Ojalá la agenda trazada por Claudia Sheinbaum para llegar como candidata corcholata para 2024 no sea a costa de desdibujar su persona. ¿Le quedará claro que el —parcial— descalabro sufrido en las pasadas elecciones locales obedeció a un rechazo a López Obrador y no a ella? ¿Qué si logra estar en la boleta de la elección presidencial, los comicios deberán ser acerca de la agenda de las mujeres, de la tolerancia, de la reconstrucción, de la izquierda progresista, del diálogo entre electores adultos, no con mascotas maleables; esto es, de Claudia Sheinbaum y no únicamente de un plebiscito en torno a López Obrador?
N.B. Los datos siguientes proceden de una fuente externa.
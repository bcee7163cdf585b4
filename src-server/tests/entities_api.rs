mod common;

use axum::http::StatusCode;
use common::{assert_field_error, spawn_app};
use serde_json::json;

#[tokio::test]
async fn entities_and_deposits_are_listed_separately() {
    let app = spawn_app().await;
    let token = app.register_and_login("owner@example.com").await;
    let budget_id = app.create_budget(&token, "Household").await;
    app.create_entity(&token, &budget_id, "Checking", true).await;
    app.create_entity(&token, &budget_id, "Supermarket", false).await;

    let (status, body) = app
        .request(
            "GET",
            &format!("/api/v1/budgets/{budget_id}/entities"),
            Some(&token),
            None,
        )
        .await;
    assert_eq!(status, StatusCode::OK);
    assert_eq!(body["count"].as_u64(), Some(2));

    let (status, body) = app
        .request(
            "GET",
            &format!("/api/v1/budgets/{budget_id}/deposits"),
            Some(&token),
            None,
        )
        .await;
    assert_eq!(status, StatusCode::OK);
    assert_eq!(body["count"].as_u64(), Some(1));
    assert_eq!(body["results"][0]["name"].as_str(), Some("Checking"));
    assert_eq!(body["results"][0]["isDeposit"].as_bool(), Some(true));
}

#[tokio::test]
async fn entity_names_are_unique_per_budget() {
    let app = spawn_app().await;
    let token = app.register_and_login("owner@example.com").await;
    let budget_id = app.create_budget(&token, "Household").await;
    app.create_entity(&token, &budget_id, "Checking", true).await;

    let (status, body) = app
        .request(
            "POST",
            &format!("/api/v1/budgets/{budget_id}/entities"),
            Some(&token),
            Some(json!({ "name": "Checking" })),
        )
        .await;
    assert_eq!(status, StatusCode::BAD_REQUEST);
    assert_field_error(&body, "name", "Entity with given name already exists in Budget.");
}

#[tokio::test]
async fn entities_can_be_filtered_by_name_and_activity() {
    let app = spawn_app().await;
    let token = app.register_and_login("owner@example.com").await;
    let budget_id = app.create_budget(&token, "Household").await;
    app.create_entity(&token, &budget_id, "Supermarket", false).await;
    let inactive = app.create_entity(&token, &budget_id, "Old shop", false).await;
    app.request(
        "PUT",
        &format!("/api/v1/budgets/{budget_id}/entities/{inactive}"),
        Some(&token),
        Some(json!({ "name": "Old shop", "isActive": false, "isDeposit": false })),
    )
    .await;

    let (status, body) = app
        .request(
            "GET",
            &format!("/api/v1/budgets/{budget_id}/entities?isActive=true"),
            Some(&token),
            None,
        )
        .await;
    assert_eq!(status, StatusCode::OK);
    assert_eq!(body["count"].as_u64(), Some(1));

    let (status, body) = app
        .request(
            "GET",
            &format!("/api/v1/budgets/{budget_id}/entities?name=market"),
            Some(&token),
            None,
        )
        .await;
    assert_eq!(status, StatusCode::OK);
    assert_eq!(body["count"].as_u64(), Some(1));
    assert_eq!(body["results"][0]["name"].as_str(), Some("Supermarket"));
}

#[tokio::test]
async fn entity_from_another_budget_is_404() {
    let app = spawn_app().await;
    let token = app.register_and_login("owner@example.com").await;
    let budget_id = app.create_budget(&token, "Household").await;
    let other_budget = app.create_budget(&token, "Other").await;
    let entity_id = app.create_entity(&token, &other_budget, "Checking", true).await;

    let (status, body) = app
        .request(
            "GET",
            &format!("/api/v1/budgets/{budget_id}/entities/{entity_id}"),
            Some(&token),
            None,
        )
        .await;
    assert_eq!(status, StatusCode::NOT_FOUND);
    assert_eq!(body["detail"].as_str(), Some("Not found."));
}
Debería pensarlo seriamente. Generar nuevas capacidades y vías para su gobierno, siendo incluyente y no buscando obstinadamente la exclusión e imposición (finalmente es eso) de Andrés Manuel. El poder mantener un espíritu crítico por parte de la ciudadanía y comunicadores respecto al gobierno sin exigir una pleitesía tanto de la prensa hacia ella, como de ella hacia Andrés Manuel. La peor opción de Claudia, teniendo tanto potencial, es convertirse en una triste mini yo del actual Presidente, cuando podría ofrecer una verdadera izquierda de avanzada y un gobierno de integración real

Tal vez, lo que ella espera sea lograr estar en la boleta del 24 para despertar y actuar en consecuencia. Pero quizá para entonces sea demasiado tarde para ella y una ventaja para la naciente, menguada, y hoy desdibujada oposición, la cual incluye a sus coequiperos Marcelo Ebrard y Ricardo Monreal.